Figure 1: The Lumberyard bistro with triangles colored using their index in the vertex buffer. Most of the time, nearby triangles have similar indices.


Exporting materials from Blender is practically impossible. The standard way to define them is by means of node graphs. These can use several procedural textures, an arbitrary number of image files and lots of different nodes. All of that functionality would have to be replicated in a renderer, which is not what I am here for at all.
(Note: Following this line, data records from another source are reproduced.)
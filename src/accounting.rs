use std::collections::{BTreeMap, BTreeSet};
use std::sync::{Arc, Mutex, MutexGuard};

use async_trait::async_trait;
use camino::Utf8PathBuf;
use serde::{Deserialize, Serialize};
use tracing::{info, warn};

use crate::domain::{OwnerId, Project};
use crate::error::VaultError;
use crate::store::Store;

/// Per-user aggregates kept on the user record.
#[derive(Debug, Clone, Copy, Default, PartialEq, Eq, Serialize, Deserialize)]
#[serde(rename_all = "camelCase")]
pub struct AccountTotals {
    pub projects_count: u64,
    pub storage_used_bytes: u64,
}

impl AccountTotals {
    /// Applies a signed delta, flooring both counters at zero.
    pub fn apply(self, delta: AccountDelta) -> Self {
        Self {
            projects_count: self.projects_count.saturating_add_signed(delta.projects),
            storage_used_bytes: self.storage_used_bytes.saturating_add_signed(delta.bytes),
        }
    }
}

#[derive(Debug, Clone, Copy, PartialEq, Eq)]
pub struct AccountDelta {
    pub projects: i64,
    pub bytes: i64,
}

impl AccountDelta {
    pub fn created(byte_size: u64) -> Self {
        Self {
            projects: 1,
            bytes: i64::try_from(byte_size).unwrap_or(i64::MAX),
        }
    }

    pub fn removed(byte_size: u64) -> Self {
        Self {
            projects: -1,
            bytes: -i64::try_from(byte_size).unwrap_or(i64::MAX),
        }
    }
}

/// The user-record store owned by the identity collaborator.
///
/// `apply_delta` must be a single atomic update per owner; concurrent deltas
/// for the same owner may not lose each other.
#[async_trait]
pub trait AccountStore: Send + Sync {
    async fn totals(&self, owner: &OwnerId) -> Result<Option<AccountTotals>, VaultError>;
    async fn apply_delta(
        &self,
        owner: &OwnerId,
        delta: AccountDelta,
    ) -> Result<AccountTotals, VaultError>;
    async fn overwrite(&self, owner: &OwnerId, totals: AccountTotals) -> Result<(), VaultError>;
    async fn owners(&self) -> Result<Vec<OwnerId>, VaultError>;
    /// Replaces every stored total in one write, without reading the old
    /// contents.
    async fn replace_all(
        &self,
        accounts: BTreeMap<OwnerId, AccountTotals>,
    ) -> Result<(), VaultError>;
}

#[derive(Debug, Default)]
pub struct MemoryAccountStore {
    accounts: Mutex<BTreeMap<OwnerId, AccountTotals>>,
}

impl MemoryAccountStore {
    pub fn new() -> Self {
        Self::default()
    }

    fn lock(&self) -> Result<MutexGuard<'_, BTreeMap<OwnerId, AccountTotals>>, VaultError> {
        self.accounts
            .lock()
            .map_err(|_| VaultError::Task("account store lock poisoned".to_string()))
    }
}

#[async_trait]
impl AccountStore for MemoryAccountStore {
    async fn totals(&self, owner: &OwnerId) -> Result<Option<AccountTotals>, VaultError> {
        Ok(self.lock()?.get(owner).copied())
    }

    async fn apply_delta(
        &self,
        owner: &OwnerId,
        delta: AccountDelta,
    ) -> Result<AccountTotals, VaultError> {
        let mut accounts = self.lock()?;
        let entry = accounts.entry(owner.clone()).or_default();
        *entry = entry.apply(delta);
        Ok(*entry)
    }

    async fn overwrite(&self, owner: &OwnerId, totals: AccountTotals) -> Result<(), VaultError> {
        self.lock()?.insert(owner.clone(), totals);
        Ok(())
    }

    async fn owners(&self) -> Result<Vec<OwnerId>, VaultError> {
        Ok(self.lock()?.keys().cloned().collect())
    }

    async fn replace_all(
        &self,
        accounts: BTreeMap<OwnerId, AccountTotals>,
    ) -> Result<(), VaultError> {
        *self.lock()? = accounts;
        Ok(())
    }
}

#[derive(Debug, Default, Serialize, Deserialize)]
struct AccountsFile {
    #[serde(default)]
    accounts: BTreeMap<OwnerId, AccountTotals>,
}

/// JSON-file backed user records for standalone deployments. Updates are
/// serialized behind one async lock and persisted atomically.
#[derive(Debug)]
pub struct FileAccountStore {
    path: Utf8PathBuf,
    lock: tokio::sync::Mutex<()>,
}

impl FileAccountStore {
    pub fn new(path: Utf8PathBuf) -> Self {
        Self {
            path,
            lock: tokio::sync::Mutex::new(()),
        }
    }

    async fn update<T, F>(&self, change: F) -> Result<T, VaultError>
    where
        F: FnOnce(&mut BTreeMap<OwnerId, AccountTotals>) -> T + Send + 'static,
        T: Send + 'static,
    {
        let _guard = self.lock.lock().await;
        let path = self.path.clone();
        tokio::task::spawn_blocking(move || {
            let mut file = load_accounts(&path)?;
            let out = change(&mut file.accounts);
            Store::write_json_atomic(&path, &file)?;
            Ok::<T, VaultError>(out)
        })
        .await?
    }

    async fn snapshot(&self) -> Result<BTreeMap<OwnerId, AccountTotals>, VaultError> {
        let _guard = self.lock.lock().await;
        let path = self.path.clone();
        tokio::task::spawn_blocking(move || load_accounts(&path).map(|file| file.accounts)).await?
    }
}

fn load_accounts(path: &Utf8PathBuf) -> Result<AccountsFile, VaultError> {
    match std::fs::read_to_string(path.as_std_path()) {
        Ok(content) => serde_json::from_str(&content)
            .map_err(|err| VaultError::Filesystem(format!("parse {path}: {err}"))),
        Err(err) if err.kind() == std::io::ErrorKind::NotFound => Ok(AccountsFile::default()),
        Err(err) => Err(VaultError::Filesystem(format!("read {path}: {err}"))),
    }
}

#[async_trait]
impl AccountStore for FileAccountStore {
    async fn totals(&self, owner: &OwnerId) -> Result<Option<AccountTotals>, VaultError> {
        Ok(self.snapshot().await?.get(owner).copied())
    }

    async fn apply_delta(
        &self,
        owner: &OwnerId,
        delta: AccountDelta,
    ) -> Result<AccountTotals, VaultError> {
        let owner = owner.clone();
        self.update(move |accounts| {
            let entry = accounts.entry(owner).or_default();
            *entry = entry.apply(delta);
            *entry
        })
        .await
    }

    async fn overwrite(&self, owner: &OwnerId, totals: AccountTotals) -> Result<(), VaultError> {
        let owner = owner.clone();
        self.update(move |accounts| {
            accounts.insert(owner, totals);
        })
        .await
    }

    async fn owners(&self) -> Result<Vec<OwnerId>, VaultError> {
        Ok(self.snapshot().await?.into_keys().collect())
    }

    async fn replace_all(
        &self,
        accounts: BTreeMap<OwnerId, AccountTotals>,
    ) -> Result<(), VaultError> {
        let _guard = self.lock.lock().await;
        let path = self.path.clone();
        tokio::task::spawn_blocking(move || {
            if let Err(err) = load_accounts(&path) {
                warn!(path = %path, error = %err, "rebuilding unreadable accounts file");
            }
            Store::write_json_atomic(&path, &AccountsFile { accounts })
        })
        .await?
    }
}

#[derive(Debug, Clone, Serialize)]
#[serde(rename_all = "camelCase")]
pub struct OwnerTotals {
    pub owner_id: OwnerId,
    #[serde(flatten)]
    pub totals: AccountTotals,
}

#[derive(Debug, Clone, Serialize)]
#[serde(rename_all = "camelCase")]
pub struct ResyncFailure {
    pub owner_id: OwnerId,
    pub message: String,
}

#[derive(Debug, Clone, Default, Serialize)]
#[serde(rename_all = "camelCase")]
pub struct ResyncReport {
    pub updated: Vec<OwnerTotals>,
    pub failed: Vec<ResyncFailure>,
    pub skipped_descriptors: usize,
}

/// Groups visible projects by owner.
pub fn tally(projects: &[Project]) -> BTreeMap<OwnerId, AccountTotals> {
    let mut totals = BTreeMap::<OwnerId, AccountTotals>::new();
    for project in projects {
        let entry = totals.entry(project.owner_id.clone()).or_default();
        entry.projects_count += 1;
        entry.storage_used_bytes = entry.storage_used_bytes.saturating_add(project.byte_size);
    }
    totals
}

pub struct Reconciler<A> {
    store: Store,
    accounts: Arc<A>,
}

impl<A> Clone for Reconciler<A> {
    fn clone(&self) -> Self {
        Self {
            store: self.store.clone(),
            accounts: Arc::clone(&self.accounts),
        }
    }
}

impl<A: AccountStore + 'static> Reconciler<A> {
    pub fn new(store: Store, accounts: Arc<A>) -> Self {
        Self { store, accounts }
    }

    pub fn accounts(&self) -> &A {
        &self.accounts
    }

    pub async fn apply_delta(
        &self,
        owner: &OwnerId,
        delta: AccountDelta,
    ) -> Result<AccountTotals, VaultError> {
        match self.accounts.apply_delta(owner, delta).await {
            Ok(totals) => {
                info!(
                    owner_id = %owner,
                    projects = totals.projects_count,
                    bytes = totals.storage_used_bytes,
                    "account totals updated"
                );
                Ok(totals)
            }
            Err(err) => Err(as_accounting(owner, err)),
        }
    }

    /// Recomputes every owner's totals from the artifact store and overwrites
    /// the stored values. Owners with no visible project are reset to zero.
    pub async fn resync(&self) -> Result<ResyncReport, VaultError> {
        let store = self.store.clone();
        let scan = tokio::task::spawn_blocking(move || store.scan()).await??;
        let totals = tally(&scan.projects);

        let mut owners: BTreeSet<OwnerId> = totals.keys().cloned().collect();
        match self.accounts.owners().await {
            Ok(known) => owners.extend(known),
            Err(err) => warn!(error = %err, "could not list known accounts; resetting none"),
        }

        let rebuilt: BTreeMap<OwnerId, AccountTotals> = owners
            .into_iter()
            .map(|owner| {
                let owner_totals = totals.get(&owner).copied().unwrap_or_default();
                (owner, owner_totals)
            })
            .collect();

        let mut report = ResyncReport {
            skipped_descriptors: scan.unreadable,
            ..ResyncReport::default()
        };
        match self.accounts.replace_all(rebuilt.clone()).await {
            Ok(()) => {
                report.updated = rebuilt
                    .into_iter()
                    .map(|(owner_id, totals)| OwnerTotals { owner_id, totals })
                    .collect();
            }
            Err(err) => {
                warn!(error = %err, "resync write failed");
                let message = err.to_string();
                report.failed = rebuilt
                    .into_keys()
                    .map(|owner_id| ResyncFailure {
                        owner_id,
                        message: message.clone(),
                    })
                    .collect();
            }
        }

        info!(
            updated = report.updated.len(),
            failed = report.failed.len(),
            skipped = report.skipped_descriptors,
            "account totals resynchronized"
        );
        Ok(report)
    }
}

fn as_accounting(owner: &OwnerId, err: VaultError) -> VaultError {
    match err {
        VaultError::Accounting { .. } => err,
        other => VaultError::Accounting {
            owner: owner.to_string(),
            message: other.to_string(),
        },
    }
}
I took the opposite route: The only information about materials that gets exported is their name and an array with the material index for each triangle. Upon loading, the renderer expects to find three textures for each material: <name>_BaseColor.vkt, <name>_Normal.vkt and <name>_Specular.vkt. These textures hold attributes for the Frostbite BRDF [Lagarde2015] (see the next post). All ORCA assets come with textures like that and I think the same is true for models on Sketchfab and 3D Model Haven. For models where such textures are unavailable (e.g. from Blendswap), I have a few Python scripts to aid me in their creation.
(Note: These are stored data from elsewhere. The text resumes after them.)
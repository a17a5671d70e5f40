use chrono::{DateTime, Utc};
use tracing::{info, warn};

use crate::convert::ConvertedUpload;
use crate::domain::Project;
use crate::error::VaultError;
use crate::store::Store;

/// Converter output entry point the viewer loads.
pub const ARTIFACT_ENTRY: &str = "metadata.json";

#[derive(Debug, Clone)]
pub struct MetadataWriter {
    store: Store,
    url_prefix: String,
}

impl MetadataWriter {
    pub fn new(store: Store, url_prefix: String) -> Self {
        Self { store, url_prefix }
    }

    /// Publishes a converted project. The descriptor is written last: until it
    /// lands the project stays invisible to listings and accounting.
    ///
    /// Never creates the project directory. If it was deleted or swept while
    /// the converter ran, publishing fails with `ProjectNotFound`.
    pub fn publish(
        &self,
        upload: &ConvertedUpload,
        uploaded_at: DateTime<Utc>,
    ) -> Result<Project, VaultError> {
        let project = Project::new(
            upload.project_id.clone(),
            upload.owner_id.clone(),
            upload.original_name.clone(),
            upload.byte_size,
            uploaded_at,
            &self.url_prefix,
        );

        if !upload.artifact_dir.as_std_path().is_dir() {
            warn!(project_id = %project.id, "project removed before it could be published");
            return Err(VaultError::ProjectNotFound(project.id.to_string()));
        }

        let viewer = render_viewer(&project);
        Store::replace_file(&self.store.viewer_path(&project.id), viewer.as_bytes())?;
        self.store.write_descriptor(&project)?;

        info!(
            project_id = %project.id,
            owner_id = %project.owner_id,
            bytes = project.byte_size,
            "project published"
        );
        Ok(project)
    }
}

/// Static viewer page pointing at the converted artifact.
pub fn render_viewer(project: &Project) -> String {
    let title = escape_html(&project.original_name);
    let entry = escape_html(&format!("{}{ARTIFACT_ENTRY}", project.artifact_root_url));
    format!(
        r#"<!DOCTYPE html>
<html lang="en">
<head>
    <meta charset="utf-8">
    <title>{title}</title>
    <link rel="stylesheet" type="text/css" href="/potree/build/potree/potree.css">
</head>
<body>
    <script src="/potree/libs/jquery/jquery-3.1.1.min.js"></script>
    <script src="/potree/libs/other/BinaryHeap.js"></script>
    <script src="/potree/libs/tween/tween.min.js"></script>
    <script src="/potree/libs/proj4/proj4.js"></script>
    <script src="/potree/build/potree/potree.js"></script>

    <div class="potree_container" style="position: absolute; width: 100%; height: 100%; left: 0px; top: 0px;">
        <div id="potree_render_area" data-entry="{entry}" data-title="{title}"></div>
        <div id="potree_sidebar_container"></div>
    </div>

    <script>
        const area = document.getElementById("potree_render_area");
        window.viewer = new Potree.Viewer(area);
        viewer.setFOV(60);
        viewer.setPointBudget(5 * 1000 * 1000);
        viewer.loadGUI();
        Potree.loadPointCloud(area.dataset.entry, area.dataset.title, e => {{
            viewer.scene.addPointCloud(e.pointcloud);
            viewer.fitToScreen();
        }});
    </script>
</body>
</html>
"#
    )
}

fn escape_html(value: &str) -> String {
    let mut out = String::with_capacity(value.len());
    for ch in value.chars() {
        match ch {
            '&' => out.push_str("&amp;"),
            '<' => out.push_str("&lt;"),
            '>' => out.push_str("&gt;"),
            '"' => out.push_str("&quot;"),
            '\'' => out.push_str("&#39;"),
            _ => out.push(ch),
        }
    }
    out
}
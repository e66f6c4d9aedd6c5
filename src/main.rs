//! streamshelf - continue-watching ledger and embed stream resolver
//!
//! # Usage
//!
//! ```bash
//! streamshelf continue
//! streamshelf track 550 -t movie --time 600 --duration 8340 --title "Fight Club"
//! streamshelf resolve 1396 -t tv -s 1 -e 1 --json
//! ```

use clap::Parser;
use tracing_subscriber::EnvFilter;

use streamshelf::cli::{Cli, Command, ExitCode, Output};
use streamshelf::commands;
use streamshelf::config::Config;

#[tokio::main]
async fn main() -> std::process::ExitCode {
    init_tracing();

    let cli = Cli::parse();
    run_cli(cli).await.into()
}

/// Log to stderr so JSON on stdout stays parseable.
/// Filter from STREAMSHELF_LOG, then RUST_LOG, default `warn`.
fn init_tracing() {
    let filter = EnvFilter::try_from_env("STREAMSHELF_LOG")
        .or_else(|_| EnvFilter::try_from_default_env())
        .unwrap_or_else(|_| EnvFilter::new("warn"));

    tracing_subscriber::fmt()
        .with_env_filter(filter)
        .with_writer(std::io::stderr)
        .with_target(false)
        .init();
}

/// Run CLI command and return exit code
async fn run_cli(cli: Cli) -> ExitCode {
    let output = Output::new(&cli);
    let config = match &cli.config {
        Some(path) => Config::load_from(path),
        None => Config::load(),
    };

    match cli.command {
        Command::Continue(cmd) => commands::continue_cmd(cmd, &config, &output).await,
        Command::Progress(cmd) => commands::progress_cmd(cmd, &config, &output).await,
        Command::Track(cmd) => commands::track_cmd(cmd, &config, &output).await,
        Command::Remove(cmd) => commands::remove_cmd(cmd, &config, &output).await,
        Command::Clear(cmd) => commands::clear_cmd(cmd, &config, &output).await,
        Command::Resolve(cmd) => commands::resolve_cmd(cmd, &config, &output).await,
        Command::Probe(cmd) => commands::probe_cmd(cmd, &config, &output).await,
    }
}
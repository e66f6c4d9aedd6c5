//! Stream URL resolution
//!
//! A [`StreamResolver`] walks an ordered list of [`StreamProvider`]s and
//! returns the first playable URL. Providers are tried one at a time; a
//! provider that errors is logged and treated as having found nothing.
//!
//! - `embed_api`: token + ajax source listing protocol (provider A)
//! - `page_scan`: raw page scan for media URLs (provider B)

pub mod embed_api;
pub mod page_scan;

pub use embed_api::EmbedApiProvider;
pub use page_scan::{find_stream_url, PageScanProvider};

use async_trait::async_trait;
use std::time::Duration;
use thiserror::Error;
use tracing::{debug, info, warn};

use crate::api::{http_client, BROWSER_USER_AGENT};
use crate::models::{MediaType, ResolvedStream, StreamRequest};

/// Default budget for reachability probes
pub const PROBE_TIMEOUT: Duration = Duration::from_secs(5);

/// Provider error types
#[derive(Error, Debug)]
pub enum ProviderError {
    #[error("Request failed: {0}")]
    Request(#[from] reqwest::Error),

    #[error("Provider returned HTTP {0}")]
    Status(u16),

    #[error("Invalid response: {0}")]
    InvalidResponse(String),

    #[error("Season and episode are required for tv requests")]
    MissingEpisode,

    #[error("Timed out after {0:?}")]
    Timeout(Duration),
}

/// One embed site able to turn a title into a direct media URL
#[async_trait]
pub trait StreamProvider: Send + Sync {
    /// Label reported in [`ResolvedStream::provider`]
    fn name(&self) -> &str;

    /// `Ok(None)` means the provider has nothing for this title
    async fn resolve(&self, request: &StreamRequest) -> Result<Option<String>, ProviderError>;
}

/// Ordered provider fallback chain
pub struct StreamResolver {
    providers: Vec<Box<dyn StreamProvider>>,
    client: reqwest::Client,
    probe_timeout: Duration,
}

impl StreamResolver {
    pub fn new(providers: Vec<Box<dyn StreamProvider>>) -> Self {
        Self {
            providers,
            client: http_client(BROWSER_USER_AGENT, None),
            probe_timeout: PROBE_TIMEOUT,
        }
    }

    /// Identify probe requests as `user_agent`
    pub fn with_user_agent(mut self, user_agent: &str) -> Self {
        self.client = http_client(user_agent, None);
        self
    }

    /// Provider A followed by provider B, against their public hosts
    pub fn with_default_providers() -> Self {
        Self::new(vec![
            Box::new(EmbedApiProvider::new()),
            Box::new(PageScanProvider::new()),
        ])
    }

    pub fn with_probe_timeout(mut self, timeout: Duration) -> Self {
        self.probe_timeout = timeout;
        self
    }

    pub fn providers(&self) -> impl Iterator<Item = &str> {
        self.providers.iter().map(|p| p.name())
    }

    /// First URL any provider yields, or `None` once every provider is exhausted
    pub async fn resolve(&self, request: &StreamRequest) -> Option<ResolvedStream> {
        for provider in &self.providers {
            match provider.resolve(request).await {
                Ok(Some(url)) => {
                    info!(provider = provider.name(), %request, "Resolved stream");
                    return Some(ResolvedStream {
                        url,
                        provider: provider.name().to_string(),
                    });
                }
                Ok(None) => {
                    debug!(provider = provider.name(), %request, "Provider found nothing");
                }
                Err(e) => {
                    warn!(provider = provider.name(), %request, error = %e, "Provider failed");
                }
            }
        }

        warn!(%request, "All providers exhausted");
        None
    }

    /// HEAD the URL and report whether it answered with a success status.
    ///
    /// Any error, including the timeout, reads as unreachable.
    pub async fn probe(&self, url: &str) -> bool {
        let request = self.client.head(url).timeout(self.probe_timeout).send();
        match request.await {
            Ok(response) => response.status().is_success(),
            Err(e) => {
                debug!(url, error = %e, "Probe failed");
                false
            }
        }
    }
}

/// Season/episode pair of a tv request, or the provider error when missing
pub(crate) fn require_episode(request: &StreamRequest) -> Result<(u32, u32), ProviderError> {
    match (request.media_type, request.season, request.episode) {
        (MediaType::Tv, Some(season), Some(episode)) => Ok((season, episode)),
        _ => Err(ProviderError::MissingEpisode),
    }
}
Once again, I want small files, fast loading and minimal bandwidth usage. Therefore, I use block compression (BC1 for base color and specular, BC5 for normal maps). My vkt texture file format follows the same philosophy as the scene files. It holds binary data that can be copied to VRAM directly, much like the DDS file format. I could have used a more established format but I do not want to evoke the impression that my renderer can load whatever you throw at it because it cannot. Instead I have a little C conversion utility that loads images using stb_image.h, generates mipmaps for a texture, does block compression using stb_dxt.h and writes a vkt file. I did not bother to implement mipmap filtering for textures of arbitrary resolution, so it is restricted to powers of two. A Python script uses this utility to do batch conversion for a whole directory.

Camera and lights

Of course, a scene consists of more than just triangles and materials. We need some light sources and a camera to look at it all. All this scene state is held by a single struct:

typedef struct scene_specification_s {
    //! Path to the *.vks file holding
    //! scene geometry
    char* file_path;
    //! Path to the directory holding
    //! scene textures
    char* texture_path;
    //! Path to the file from which light
    //! sources and camera have been loaded
    char* quick_save_path;
    //! The current camera
    first_person_camera_t camera;
    //! Number of polygonal lights
    //! illuminating the scene
    uint32_t polygonal_light_count;
    //! The polygonal lights illuminating
    //! the scene
    polygonal_light_t* polygonal_lights;
} scene_specification_t;

First-person camera controls and construction of camera transforms are implemented in 116 lines of code. I do not have a utility for matrix math because there are very few spots in this renderer where I would need it. Matrix multiplication is implemented on the spot as needed. Light sources are defined through the Dear ImGui interface.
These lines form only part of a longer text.